Prevalence of obesity and severe obesity in US children, 1999-2014

Obesity (Silver Spring). 2016 May;24(5):1116-23. doi: 10.1002/oby.21497.


Objective: Provide the most recent data on the prevalence of obesity and severe obesity among United States children and adolescents aged 2 to 19 years.

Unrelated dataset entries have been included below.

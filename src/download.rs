use std::path::{Path, PathBuf};

use async_trait::async_trait;
use reqwest::header::CONTENT_DISPOSITION;
use reqwest::{Client, StatusCode};
use tokio::fs::File;
use tokio::io::{AsyncWriteExt, BufWriter};
use percent_encoding::percent_decode_str;
use tracing::{debug, info};
use url::Url;

use crate::error::DownloadError;

/// Write buffer size; the body is streamed through it, never held whole.
const CHUNK_SIZE: usize = 8192;
const DEFAULT_FILENAME: &str = "attachment.pdf";

#[async_trait]
pub trait AttachmentSource: Send + Sync {
    /// Download `url` into `dest_dir`, returning the written path.
    /// `hint` names the file when neither the response nor the URL does.
    async fn download(&self, url: &str, dest_dir: &Path, hint: Option<&str>) -> Result<PathBuf, DownloadError>;
}

pub struct Downloader {
    client: Client,
}

impl Downloader {
    pub fn new(client: Client) -> Self {
        Self { client }
    }
}

#[async_trait]
impl AttachmentSource for Downloader {
    async fn download(&self, url: &str, dest_dir: &Path, hint: Option<&str>) -> Result<PathBuf, DownloadError> {
        let mut resp = self.client.get(url).send().await?;
        let status = resp.status();
        if status != StatusCode::OK {
            return Err(DownloadError::HttpStatus { status: status.as_u16(), url: url.to_string() });
        }

        let disposition = resp
            .headers()
            .get(CONTENT_DISPOSITION)
            .and_then(|v| v.to_str().ok())
            .map(str::to_string);
        let filename = choose_filename(disposition.as_deref(), url, hint);

        tokio::fs::create_dir_all(dest_dir).await?;
        let path = dest_dir.join(&filename);
        let mut writer = BufWriter::with_capacity(CHUNK_SIZE, File::create(&path).await?);

        let mut bytes = 0usize;
        while let Some(chunk) = resp.chunk().await? {
            bytes += chunk.len();
            writer.write_all(&chunk).await?;
        }
        writer.flush().await?;

        info!(url, file = %path.display(), bytes, "downloaded attachment");
        Ok(path)
    }
}

/// Content-Disposition, then the last URL path segment, then the hint.
pub fn choose_filename(disposition: Option<&str>, url: &str, hint: Option<&str>) -> String {
    let candidates = [
        disposition.and_then(filename_from_disposition),
        filename_from_url(url),
        hint.map(|h| h.to_string()),
    ];
    for candidate in candidates.into_iter().flatten() {
        let clean = sanitize_filename(&candidate);
        if !clean.is_empty() {
            debug!(raw = %candidate, file = %clean, "resolved attachment filename");
            return clean;
        }
    }
    DEFAULT_FILENAME.to_string()
}

/// `attachment; filename="x.pdf"` or `filename*=UTF-8''x.pdf`.
fn filename_from_disposition(header: &str) -> Option<String> {
    let mut plain = None;
    let mut extended = None;
    for part in header.split(';').map(str::trim) {
        let Some((key, value)) = part.split_once('=') else { continue };
        let value = value.trim().trim_matches('"');
        match key.trim().to_ascii_lowercase().as_str() {
            "filename" => plain = Some(value.to_string()),
            "filename*" => {
                let name = value.rsplit_once("''").map(|(_, n)| n).unwrap_or(value);
                extended = Some(percent_decode(name));
            }
            _ => {}
        }
    }
    extended.or(plain).filter(|n| !n.is_empty())
}

fn filename_from_url(url: &str) -> Option<String> {
    let parsed = Url::parse(url).ok()?;
    let last = parsed.path_segments()?.filter(|s| !s.is_empty()).last()?;
    Some(percent_decode(last))
}

fn percent_decode(s: &str) -> String {
    percent_decode_str(s).decode_utf8_lossy().into_owned()
}

/// Keep `[A-Za-z0-9._- ]`, replace anything else with `_`. Names made only
/// of dots and underscores come back empty so the caller falls through.
pub fn sanitize_filename(name: &str) -> String {
    let cleaned: String = name
        .chars()
        .map(|c| {
            if c.is_ascii_alphanumeric() || matches!(c, '.' | '_' | '-' | ' ') {
                c
            } else {
                '_'
            }
        })
        .collect();
    let cleaned = cleaned.trim().to_string();
    if cleaned.chars().all(|c| c == '.' || c == '_') {
        String::new()
    } else {
        cleaned
    }
}

// ── Tests ──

Methods: The National Health and Nutrition Examination Survey, 1999-2014, was used. Weight status was defined using measured height and weight and standard definitions as follows: overweight as ≥85th percentile for age- and sex-specific BMI; class I obesity as ≥95th percentile; class II obesity as ≥120 of the 95th percentile, or BMI ≥35; and class III obesity as ≥140% of the 95th percentile, or BMI ≥40. This study reports the prevalence of obesity by 2-year National Health and Nutrition Examination Survey cycle and Wald tests comparing the 2011-2012 cycle with the 2013-2014 cycle, as well as the linear trend from 1999 to 2014. Multivariable logistic regression models estimated odds ratios for differences by each 2-year cycle.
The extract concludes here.